Company went on a drunken tirade about the Supreme Court Justices, but not for the reason you may think. Company was concerned about the impact the decision will have on the healthcare decisions of its employees, but it was much more concerned by how the Justices reached their decision.
Matters like abortion, marriage and corporate personhood are not specifically mentioned in the Constitution. They are not explicit rights like those found in the in the Bill of Rights (e.g., freedom of speech). They are implied or unenumerated, so the Justices think about what has been “deeply rooted in this Nation’s history and tradition.” Then they decide whether or not this “new thing,” that did not exist when the Constitution was drafted, should be included as a right.
Company was freaking out because the amendment that created a woman’s right to privacy and choice, the 14th Amendment, is the same amendment that gave Company its personhood status.
There is a more troubling detail for Company. In Roe v. Wade, the Justices heard arguments from both sides. They grappled with the issues and considered the impact their decision would have on society. Taking away a constitutional right from a person cannot be an easy task, particularly when it may result in extreme physical and/or emotional harm to that person.

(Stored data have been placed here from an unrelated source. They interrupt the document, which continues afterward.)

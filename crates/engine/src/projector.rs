use serde::{Deserialize, Serialize};
use timeline::{CalibrationConstants, Seconds, TimelineStore};
use tracing::debug;

use crate::{Engine, ProjectionPolicy, Result};

/// Vertical lane of the track a tap should land in.
#[derive(Debug, Clone, Copy, PartialEq, Eq, Serialize, Deserialize)]
#[serde(rename_all = "snake_case")]
pub enum TapRow {
    /// Middle of the track, selects a clip.
    Track,
    /// Just above the bottom edge, where junction handles sit.
    Handle,
}

#[derive(Debug, Clone, Copy, PartialEq, Serialize, Deserialize)]
pub struct TapPoint {
    pub x: i32,
    pub y: i32,
    pub target: Seconds,
    pub measured: Seconds,
}

/// Screen point for `target` given the position actually displayed. The
/// measured residual is converted back to pixels, so a loose seek still
/// lands on the right spot.
pub fn tap_point(
    constants: &CalibrationConstants,
    policy: &ProjectionPolicy,
    target: Seconds,
    measured: Seconds,
    row: TapRow,
) -> TapPoint {
    let offset = constants.seconds_to_px(measured - target);
    let y = match row {
        TapRow::Track => constants.anchor.y,
        TapRow::Handle => {
            constants.anchor.y + constants.track_height / 2 - policy.handle_inset_px
        }
    };
    TapPoint {
        x: constants.anchor.x - offset - policy.tap_nudge_px,
        y,
        target,
        measured,
    }
}

impl Engine {
    /// Seeks near `target`, re-measures, and projects the residual.
    pub async fn project_time(
        &self,
        store: &TimelineStore,
        target: Seconds,
        row: TapRow,
    ) -> Result<TapPoint> {
        let constants = store.constants()?;
        self.seek(store, target, self.config().seek.coarse_tolerance_secs)
            .await?;
        let measured = self.read_time().await?;
        let point = tap_point(&constants, &self.config().projection, target, measured, row);
        debug!(
            "projected {:.2}s (displayed {:.2}s) to ({}, {})",
            target, measured, point.x, point.y
        );
        Ok(point)
    }

    /// Tap point on the middle of `clip` (1-based).
    pub async fn project_clip(&self, store: &TimelineStore, clip: usize) -> Result<TapPoint> {
        let midpoint = store.model()?.clip_midpoint(clip)?;
        self.project_time(store, midpoint, TapRow::Track).await
    }

    /// Tap point on the handle between `clip` and the one after it.
    pub async fn project_junction(&self, store: &TimelineStore, clip: usize) -> Result<TapPoint> {
        let junction = store.model()?.junction_time(clip)?;
        self.project_time(store, junction, TapRow::Handle).await
    }

    pub async fn tap_at(&self, point: &TapPoint) -> Result<()> {
        self.driver().tap(point.x, point.y).await?;
        Ok(())
    }

    /// Projects and taps `clip`, selecting it.
    pub async fn tap_clip(&self, store: &TimelineStore, clip: usize) -> Result<TapPoint> {
        let point = self.project_clip(store, clip).await?;
        self.tap_at(&point).await?;
        Ok(point)
    }
}
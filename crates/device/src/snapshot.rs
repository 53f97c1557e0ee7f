/// Snapshot parsing for the two formats we get from devices:
/// droidrun-style JSON state and raw `uiautomator dump` XML.
///
/// Elements whose bounds cannot be parsed are dropped from the snapshot.
/// A malformed element never fails the whole snapshot.
use quick_xml::events::{BytesStart, Event};
use quick_xml::Reader;
use serde::Deserialize;
use tracing::debug;

use crate::{Bounds, DeviceError, Result, UiElement};

#[derive(Debug, Clone, Deserialize)]
struct RawElement {
    index: Option<usize>,
    #[serde(rename = "resourceId", alias = "resource_id", default)]
    resource_id: Option<String>,
    #[serde(default)]
    text: Option<String>,
    #[serde(default)]
    bounds: Option<String>,
    #[serde(default)]
    children: Vec<RawElement>,
}

#[derive(Debug, Deserialize)]
#[serde(untagged)]
enum RawState {
    Elements(Vec<RawElement>),
    Wrapped { a11y_tree: Vec<RawElement> },
}

fn non_empty(value: Option<String>) -> Option<String> {
    value.filter(|v| !v.is_empty())
}

fn flatten_into(raw: RawElement, counter: &mut usize, out: &mut Vec<UiElement>) {
    let index = raw.index.unwrap_or(*counter);
    *counter += 1;

    match raw.bounds.as_deref().map(str::parse::<Bounds>) {
        Some(Ok(bounds)) => out.push(UiElement {
            index,
            resource_id: non_empty(raw.resource_id),
            text: non_empty(raw.text),
            bounds,
        }),
        Some(Err(e)) => debug!("skipping element {}: {}", index, e),
        None => debug!("skipping element {}: no bounds", index),
    }

    for child in raw.children {
        flatten_into(child, counter, out);
    }
}

/// Parses a JSON UI state: either a bare element array or an object with an
/// `a11y_tree` array. Nested `children` are flattened in pre-order.
pub fn parse_snapshot_json(json: &str) -> Result<Vec<UiElement>> {
    let state: RawState =
        serde_json::from_str(json).map_err(|e| DeviceError::Parse(e.to_string()))?;
    let roots = match state {
        RawState::Elements(elements) => elements,
        RawState::Wrapped { a11y_tree } => a11y_tree,
    };

    let mut out = Vec::new();
    let mut counter = 0;
    for raw in roots {
        flatten_into(raw, &mut counter, &mut out);
    }
    Ok(out)
}

/// Cuts the `<hierarchy>` document out of `exec-out uiautomator dump /dev/tty`
/// output, which appends a status line after the XML.
pub fn extract_hierarchy(output: &str) -> Option<&str> {
    let start = output.find("<?xml").or_else(|| output.find("<hierarchy"))?;
    let end = output.rfind("</hierarchy>")? + "</hierarchy>".len();
    (start < end).then(|| &output[start..end])
}

fn node_element(e: &BytesStart<'_>, index: usize) -> Result<Option<UiElement>> {
    let mut resource_id = None;
    let mut text = None;
    let mut bounds = None;

    for attr in e.attributes() {
        let attr = attr.map_err(|e| DeviceError::Parse(e.to_string()))?;
        let value = attr
            .unescape_value()
            .map_err(|e| DeviceError::Parse(e.to_string()))?
            .into_owned();
        match attr.key.as_ref() {
            b"resource-id" => resource_id = Some(value),
            b"text" => text = Some(value),
            b"bounds" => bounds = Some(value),
            _ => {}
        }
    }

    let bounds = match bounds.as_deref().map(str::parse::<Bounds>) {
        Some(Ok(b)) => b,
        Some(Err(e)) => {
            debug!("skipping node {}: {}", index, e);
            return Ok(None);
        }
        None => return Ok(None),
    };

    Ok(Some(UiElement {
        index,
        resource_id: non_empty(resource_id),
        text: non_empty(text),
        bounds,
    }))
}

/// Parses a uiautomator XML dump. The XML `index` attribute is only the
/// sibling position, so elements are numbered by document order instead.
pub fn parse_uiautomator_xml(xml: &str) -> Result<Vec<UiElement>> {
    let mut reader = Reader::from_str(xml);
    reader.config_mut().trim_text(true);

    let mut out = Vec::new();
    let mut counter = 0;
    loop {
        match reader.read_event() {
            Ok(Event::Start(e)) | Ok(Event::Empty(e)) if e.name().as_ref() == b"node" => {
                if let Some(el) = node_element(&e, counter)? {
                    out.push(el);
                }
                counter += 1;
            }
            Ok(Event::Eof) => break,
            Ok(_) => {}
            Err(e) => return Err(DeviceError::Parse(e.to_string())),
        }
    }
    Ok(out)
}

The case that gave Company its personhood, Santa Clara County v. Southern Pacific R. Co., was handled very differently. The Justices didn’t grapple with the issues. They didn’t even hear arguments “on the question whether the provision in the Fourteenth Amendment to the Constitution which forbids a state to deny to any person within its jurisdiction the equal protection of the laws applies to these corporations. We are all of opinion that it does.”

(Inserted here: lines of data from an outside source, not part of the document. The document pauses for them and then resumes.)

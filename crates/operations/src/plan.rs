use serde::{Deserialize, Serialize};
use std::fmt;
use std::path::Path;

use crate::{OperationError, Result};

/// One edit, as emitted by the planner: `{"tool": ..., "args": {...}}`.
/// Clip indices are 1-based.
#[derive(Debug, Clone, PartialEq, Serialize, Deserialize)]
#[serde(tag = "tool", content = "args", rename_all = "snake_case")]
pub enum PlanCommand {
    ApplyEffect {
        image_idx: usize,
        effects_list: Vec<String>,
    },
    AddTransition {
        image1_idx: usize,
        image2_idx: usize,
        transition_type: String,
        #[serde(default)]
        all_apply: bool,
    },
    ChangeDuration {
        image_idx: usize,
        duration: f64,
    },
}

impl PlanCommand {
    pub fn tool(&self) -> &'static str {
        match self {
            Self::ApplyEffect { .. } => "apply_effect",
            Self::AddTransition { .. } => "add_transition",
            Self::ChangeDuration { .. } => "change_duration",
        }
    }
}

impl fmt::Display for PlanCommand {
    fn fmt(&self, f: &mut fmt::Formatter<'_>) -> fmt::Result {
        match self {
            Self::ApplyEffect {
                image_idx,
                effects_list,
            } => write!(f, "apply_effect(clip {}, [{}])", image_idx, effects_list.join(", ")),
            Self::AddTransition {
                image1_idx,
                image2_idx,
                transition_type,
                all_apply,
            } => write!(
                f,
                "add_transition({}-{}, {}{})",
                image1_idx,
                image2_idx,
                transition_type,
                if *all_apply { ", all" } else { "" }
            ),
            Self::ChangeDuration {
                image_idx,
                duration,
            } => write!(f, "change_duration(clip {}, {}s)", image_idx, duration),
        }
    }
}

#[derive(Debug, Clone, Default, PartialEq, Serialize, Deserialize)]
pub struct Plan {
    #[serde(default, skip_serializing_if = "Option::is_none")]
    pub thought_process: Option<String>,
    pub plan: Vec<PlanCommand>,
}

impl Plan {
    pub fn len(&self) -> usize {
        self.plan.len()
    }

    pub fn is_empty(&self) -> bool {
        self.plan.is_empty()
    }
}

#[derive(Deserialize)]
#[serde(untagged)]
enum PlanFile {
    Full(Plan),
    Bare(Vec<PlanCommand>),
}

/// Accepts a full plan object or a bare command array. Markdown code
/// fences around the JSON are ignored.
pub fn parse_plan(text: &str) -> Result<Plan> {
    let json = text.replace("```json", "").replace("```", "");
    let file: PlanFile =
        serde_json::from_str(json.trim()).map_err(|e| OperationError::Plan(e.to_string()))?;
    Ok(match file {
        PlanFile::Full(plan) => plan,
        PlanFile::Bare(commands) => Plan {
            thought_process: None,
            plan: commands,
        },
    })
}

pub fn load_plan(path: &Path) -> Result<Plan> {
    let text = std::fs::read_to_string(path)
        .map_err(|e| OperationError::Plan(format!("{}: {}", path.display(), e)))?;
    parse_plan(&text)
}
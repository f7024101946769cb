//! The reporter to pass when no progress display is needed.

use crate::error::ProgressError;
use crate::reporter::ProgressReporter;

/// Accepts and discards every write.
///
/// Reads report an empty caption, a maximum of 0 and a progress of 0.
/// Cancellation is never allowed and never requested.
#[derive(Debug, Clone, Copy, Default)]
pub struct NullReporter;

impl ProgressReporter for NullReporter {
    fn caption(&self) -> Option<&str> {
        None
    }

    fn set_caption(&mut self, _caption: Option<&str>) {}

    fn maximum(&self) -> u64 {
        0
    }

    fn set_maximum(&mut self, _maximum: u64) -> Result<(), ProgressError> {
        Ok(())
    }

    fn progress(&self) -> Option<u64> {
        Some(0)
    }

    fn set_progress(&mut self, _progress: Option<u64>) -> Result<(), ProgressError> {
        Ok(())
    }

    fn validate_progress(&self, _progress: Option<u64>) -> Result<(), ProgressError> {
        Ok(())
    }

    fn allow_cancellation(&self) -> bool {
        false
    }

    fn set_allow_cancellation(&mut self, _allow: bool) {}

    fn was_canceled(&self) -> bool {
        false
    }
}
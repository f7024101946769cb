//! In-memory reporter with no display.

use crate::cancel::CancelSignal;
use crate::error::ProgressError;
use crate::reporter::{check_progress, ProgressReporter};

pub const DEFAULT_MAXIMUM: u64 = 100;

/// Keeps the full progress state in memory.
///
/// Useful as the root of a composed tree when the host polls the state
/// itself, and as the reference implementation of the contract. Cancellation
/// is requested through the handle returned by
/// [`cancel_handle`](Self::cancel_handle).
#[derive(Debug)]
pub struct MemoryReporter {
    caption: Option<String>,
    maximum: u64,
    progress: Option<u64>,
    cancel: CancelSignal,
}

impl MemoryReporter {
    pub fn new() -> Self {
        Self {
            caption: None,
            maximum: DEFAULT_MAXIMUM,
            progress: Some(0),
            cancel: CancelSignal::new(),
        }
    }

    /// Creates a reporter with the given maximum and progress already set.
    pub fn with_progress(maximum: u64, progress: Option<u64>) -> Result<Self, ProgressError> {
        check_progress(progress, maximum)?;
        Ok(Self {
            maximum,
            progress,
            ..Self::new()
        })
    }

    pub fn cancel_handle(&self) -> CancelSignal {
        self.cancel.clone()
    }

    pub fn cancel(&self) -> Result<(), ProgressError> {
        self.cancel.cancel()
    }
}

impl Default for MemoryReporter {
    fn default() -> Self {
        Self::new()
    }
}

impl ProgressReporter for MemoryReporter {
    fn caption(&self) -> Option<&str> {
        self.caption.as_deref()
    }

    fn set_caption(&mut self, caption: Option<&str>) {
        self.caption = caption.map(str::to_string);
    }

    fn maximum(&self) -> u64 {
        self.maximum
    }

    fn set_maximum(&mut self, maximum: u64) -> Result<(), ProgressError> {
        self.maximum = maximum;
        self.progress = self.progress.map(|p| p.min(maximum));
        Ok(())
    }

    fn progress(&self) -> Option<u64> {
        self.progress
    }

    fn set_progress(&mut self, progress: Option<u64>) -> Result<(), ProgressError> {
        check_progress(progress, self.maximum)?;
        self.progress = progress;
        Ok(())
    }

    fn allow_cancellation(&self) -> bool {
        self.cancel.is_allowed()
    }

    fn set_allow_cancellation(&mut self, allow: bool) {
        self.cancel.set_allowed(allow);
    }

    fn was_canceled(&self) -> bool {
        self.cancel.is_canceled()
    }
}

“If the Court is willing to take away rights from a woman after deliberating and appreciating the consequences, it most certainly can do the same with me,” Company said.
It was a little comforting to Company that the majority opinion in Dobbs suggested that the opinion does not “cast doubt on precedents that do not concern abortion.” “Phew, this is just about a woman’s right to choose,” said Company.

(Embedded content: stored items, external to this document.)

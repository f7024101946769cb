//! Reports progress to another task over a channel.
//!
//! The operation side holds a [`ChannelReporter`]; the side that owns the
//! real display (a UI task, a server connection) holds the paired
//! [`ProgressReceiver`], drains [`ProgressUpdate`]s in the order they were
//! written, and requests cancellation through it.

use tokio::sync::mpsc::{self, UnboundedReceiver, UnboundedSender};

use crate::cancel::CancelSignal;
use crate::error::ProgressError;
use crate::reporter::ProgressReporter;
use crate::scaled::{Redraw, ScaledProgress, ScaledValue};

/// Percent resolution.
pub const CHANNEL_SCALED_MAX: u64 = 100;

#[derive(Debug, Clone, PartialEq, Eq)]
pub enum ProgressUpdate {
    Caption(Option<String>),
    /// Progress in percent, or indeterminate.
    Progress(ScaledValue),
}

#[derive(Debug)]
struct ChannelTarget {
    tx: UnboundedSender<ProgressUpdate>,
}

impl ChannelTarget {
    fn send(&self, update: ProgressUpdate) {
        if self.tx.send(update).is_err() {
            tracing::trace!("Progress receiver dropped; discarding update");
        }
    }
}

impl Redraw for ChannelTarget {
    fn scaled_max(&self) -> u64 {
        CHANNEL_SCALED_MAX
    }

    fn redraw(&mut self, _old: ScaledValue, new: ScaledValue) {
        self.send(ProgressUpdate::Progress(new));
    }
}

/// The operation side of a progress channel.
#[derive(Debug)]
pub struct ChannelReporter {
    scaled: ScaledProgress<ChannelTarget>,
    caption: Option<String>,
    cancel: CancelSignal,
}

/// The display side of a progress channel.
#[derive(Debug)]
pub struct ProgressReceiver {
    rx: UnboundedReceiver<ProgressUpdate>,
    cancel: CancelSignal,
}

/// Creates a connected reporter/receiver pair.
pub fn channel() -> (ChannelReporter, ProgressReceiver) {
    let (tx, rx) = mpsc::unbounded_channel();
    let cancel = CancelSignal::new();
    let reporter = ChannelReporter {
        scaled: ScaledProgress::new(ChannelTarget { tx }),
        caption: None,
        cancel: cancel.clone(),
    };
    (reporter, ProgressReceiver { rx, cancel })
}

impl ChannelReporter {
    /// Whether the receiving side still exists.
    pub fn is_connected(&self) -> bool {
        !self.scaled.target().tx.is_closed()
    }
}

impl ProgressReporter for ChannelReporter {
    fn caption(&self) -> Option<&str> {
        self.caption.as_deref()
    }

    fn set_caption(&mut self, caption: Option<&str>) {
        self.caption = caption.map(str::to_string);
        self.scaled
            .target()
            .send(ProgressUpdate::Caption(self.caption.clone()));
    }

    fn maximum(&self) -> u64 {
        self.scaled.maximum()
    }

    fn set_maximum(&mut self, maximum: u64) -> Result<(), ProgressError> {
        self.scaled.set_maximum(maximum)
    }

    fn progress(&self) -> Option<u64> {
        self.scaled.progress()
    }

    fn set_progress(&mut self, progress: Option<u64>) -> Result<(), ProgressError> {
        self.scaled.set_progress(progress)
    }

    fn allow_cancellation(&self) -> bool {
        self.cancel.is_allowed()
    }

    fn set_allow_cancellation(&mut self, allow: bool) {
        self.cancel.set_allowed(allow);
    }

    fn was_canceled(&self) -> bool {
        self.cancel.is_canceled()
    }
}

impl ProgressReceiver {
    /// Waits for the next update. Returns `None` once the reporter is dropped
    /// and every update has been received.
    pub async fn recv(&mut self) -> Option<ProgressUpdate> {
        self.rx.recv().await
    }

    pub fn try_recv(&mut self) -> Option<ProgressUpdate> {
        self.rx.try_recv().ok()
    }

    /// Blocking variant for receivers running outside an async runtime.
    pub fn blocking_recv(&mut self) -> Option<ProgressUpdate> {
        self.rx.blocking_recv()
    }

    /// Whether the operation currently accepts cancellation.
    pub fn can_cancel(&self) -> bool {
        self.cancel.is_allowed()
    }

    pub fn cancel(&self) -> Result<(), ProgressError> {
        self.cancel.cancel()
    }

    pub fn cancel_handle(&self) -> CancelSignal {
        self.cancel.clone()
    }
}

But, a few pages later, Justice Clarence Thomas contradicted that sentiment. He wrote “the idea that the Framers of the Fourteenth Amendment understood the Due Process Clause to protect a right to abortion is farcical.”
The 14th Amendment was ratified to grant citizenship to formerly enslaved people, and guarantee all citizens “equal protection of the laws.”
“If Justice Thomas thinks it is crazy to imagine the framers intended the Due Process Clause to grant women a right to an abortion, does he really think the framers were thinking it would make a company into a person? “I mean, women are at least ‘real persons,’ right?” asked Company.
What is company supposed to believe?